The rollout of 5G in the US may be hobbled and scattershot, thanks to silly marketing gimmicks and a largely meaningless race to the be first, but the next-gen wireless speeds the standard promises are already arriving in full force across the Atlantic Ocean — for a herd of cows in England.

According to Reuters, Cisco is testing infrastructure for the eventual global rollout of 5G that could be used by various industries that are not traditionally in the tech bubble but are still dependent on increasingly sophisticated hardware and software. That includes farming. In this case, Cisco is trying out 5G in three rural locations by giving farmers access to 5G-connected cow collars and health-monitoring ear tags that can transmit biometric data and help workers monitor the herd from afar.

One of the three sites participating in the test is the government-funded Agricultural Engineering Precision Innovation Centre, or Agri-EPI Centre, in Shepton Mallet, a small town in southwest England. The farm has nearly one-third of its 180-cow herd fitted with the 5G collars and tags, Reuters reports.

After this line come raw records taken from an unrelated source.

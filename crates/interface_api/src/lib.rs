//! HTTP API Layer
//!
//! JSON boundary over the savings ledger and the loan underwriting service,
//! built on Axum.
//!
//! # Architecture
//!
//! - **Handlers**: one module per resource, thin wrappers over the services
//! - **DTOs**: validated request bodies and derived-figure responses
//! - **Error Handling**: domain error codes carried through to the body
//!
//! # Example
//!
//! ```rust,ignore
//! use interface_api::{create_router, AppState, config::AppConfig};
//!
//! let config = AppConfig::load()?;
//! let state = AppState::from_config(&config).await?;
//! axum::serve(listener, create_router(state)).await?;
//! ```

pub mod config;
pub mod error;
pub mod handlers;
pub mod dto;

use std::sync::Arc;

use axum::{
    routing::{get, post, put},
    Router,
};
use tower_http::cors::{Any, CorsLayer};
use tower_http::trace::TraceLayer;
use tracing::info;

use core_kernel::{Clock, HealthCheckable, SystemClock};
use domain_loan::{InMemoryLoanRepository, LoanRepository, LoanUnderwritingService};
use domain_savings::{InMemoryLedgerRepository, LedgerRepository, LedgerStore};
use infra_db::{DatabaseConfig, DatabaseError, PostgresLedgerRepository, PostgresLoanRepository};

use crate::config::{AppConfig, StorageBackend};
use crate::handlers::{accounts, health, loans, members, transactions};

/// Application state shared across handlers
#[derive(Clone)]
pub struct AppState {
    pub ledger: Arc<LedgerStore>,
    pub loans: Arc<LoanUnderwritingService>,
    pub clock: Arc<dyn Clock>,
    /// Storage adapters polled by the readiness probe
    pub probes: Vec<Arc<dyn HealthCheckable>>,
}

impl AppState {
    /// Wires both services over the given adapters
    pub fn new(
        ledger_repository: Arc<dyn LedgerRepository>,
        loan_repository: Arc<dyn LoanRepository>,
        probes: Vec<Arc<dyn HealthCheckable>>,
        config: &AppConfig,
        clock: Arc<dyn Clock>,
    ) -> Self {
        let ledger = Arc::new(LedgerStore::new(
            ledger_repository,
            config.ledger.clone(),
            clock.clone(),
        ));
        let loans = Arc::new(LoanUnderwritingService::new(
            loan_repository,
            ledger.clone(),
            config.loan.clone(),
            config.exposure.clone(),
            clock.clone(),
        ));
        Self {
            ledger,
            loans,
            clock,
            probes,
        }
    }

    /// In-memory adapters driven by `clock`
    pub fn in_memory(config: &AppConfig, clock: Arc<dyn Clock>) -> Self {
        let ledger_repository = Arc::new(InMemoryLedgerRepository::new());
        let loan_repository = Arc::new(InMemoryLoanRepository::new());
        let probes: Vec<Arc<dyn HealthCheckable>> =
            vec![ledger_repository.clone(), loan_repository.clone()];
        Self::new(ledger_repository, loan_repository, probes, config, clock)
    }

    /// PostgreSQL adapters over an already-migrated pool
    pub fn postgres(pool: infra_db::DatabasePool, config: &AppConfig, clock: Arc<dyn Clock>) -> Self {
        let ledger_repository = Arc::new(PostgresLedgerRepository::new(pool.clone()));
        let loan_repository = Arc::new(PostgresLoanRepository::new(pool));
        let probes: Vec<Arc<dyn HealthCheckable>> =
            vec![ledger_repository.clone(), loan_repository.clone()];
        Self::new(ledger_repository, loan_repository, probes, config, clock)
    }

    /// Builds the configured backend on the system clock, migrating the
    /// database first when it is PostgreSQL
    pub async fn from_config(config: &AppConfig) -> Result<Self, DatabaseError> {
        let clock: Arc<dyn Clock> = Arc::new(SystemClock);
        match config.storage {
            StorageBackend::Memory => {
                info!("Using in-memory storage");
                Ok(Self::in_memory(config, clock))
            }
            StorageBackend::Postgres => {
                let pool = infra_db::create_pool(
                    DatabaseConfig::new(&config.database_url).max_connections(config.max_connections),
                )
                .await?;
                infra_db::run_migrations(&pool).await?;
                Ok(Self::postgres(pool, config, clock))
            }
        }
    }
}

/// Creates the main API router
pub fn create_router(state: AppState) -> Router {
    let public_routes = Router::new()
        .route("/health", get(health::health_check))
        .route("/health/ready", get(health::readiness_check));

    let account_routes = Router::new()
        .route("/", post(accounts::open_account))
        .route("/:id", get(accounts::get_account))
        .route("/:id/close", post(accounts::close_account))
        .route("/:id/status", put(accounts::set_status))
        .route(
            "/:id/transactions",
            get(accounts::list_transactions).post(accounts::post_transaction),
        )
        .route("/:id/statement", get(accounts::statement))
        .route("/:id/interest", post(accounts::post_interest));

    let transaction_routes = Router::new()
        .route("/:id", get(transactions::get_transaction))
        .route("/:id/reverse", post(transactions::reverse))
        .route("/:id/status", put(transactions::set_status));

    let loan_routes = Router::new()
        .route("/", post(loans::submit))
        .route("/:id", get(loans::get_loan))
        .route(
            "/:id/guarantors",
            get(loans::list_guarantors).post(loans::add_guarantor),
        )
        .route("/:id/approve", post(loans::approve))
        .route("/:id/reject", post(loans::reject))
        .route("/:id/cancel", post(loans::cancel))
        .route("/:id/disburse", post(loans::disburse))
        .route(
            "/:id/repayments",
            get(loans::list_repayments).post(loans::record_repayment),
        )
        .route("/:id/default", post(loans::mark_defaulted))
        .route("/:id/schedule", get(loans::schedule));

    let api_routes = Router::new()
        .nest("/accounts", account_routes)
        .route("/transfers", post(transactions::transfer))
        .nest("/transactions", transaction_routes)
        .nest("/loans", loan_routes)
        .route(
            "/members/:id/guarantee-capacity",
            get(members::guarantee_capacity),
        );

    Router::new()
        .merge(public_routes)
        .nest("/api/v1", api_routes)
        .layer(TraceLayer::new_for_http())
        .layer(
            CorsLayer::new()
                .allow_origin(Any)
                .allow_methods(Any)
                .allow_headers(Any),
        )
        .with_state(state)
}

“WE CAN CONNECT EVERY COW.”

It makes a whole lot of sense when you think about it: farms are large and spread-out spaces, and cows are often shuffled between grazing grounds and areas of the farm where they can be more easily milked and checked on. With the 5G collars, Cisco says farmers can keep tabs on the animals at all times of the day without having to physically trek out to observe the cows up close.

Additionally, the 5G smart collars help automate the milking process by wirelessly communicating with a robotic milking system that lets the cow approach the station at its own leisure, pass through the gates after an ID check, and hook up to the robot all with little to no human intervention. The future is wonderful and weird, and farmers have access to it before you and I because without them, we all starve.

“We can connect every cow, we can connect every animal on this farm,” Cisco’s Nick Chrissos told Reuters, in what may be the strangest boast a Cisco executive has ever uttered in public. “That’s what 5G can do for farming — really unleash the power that we have within this farm, everywhere around the UK and everywhere around the world.”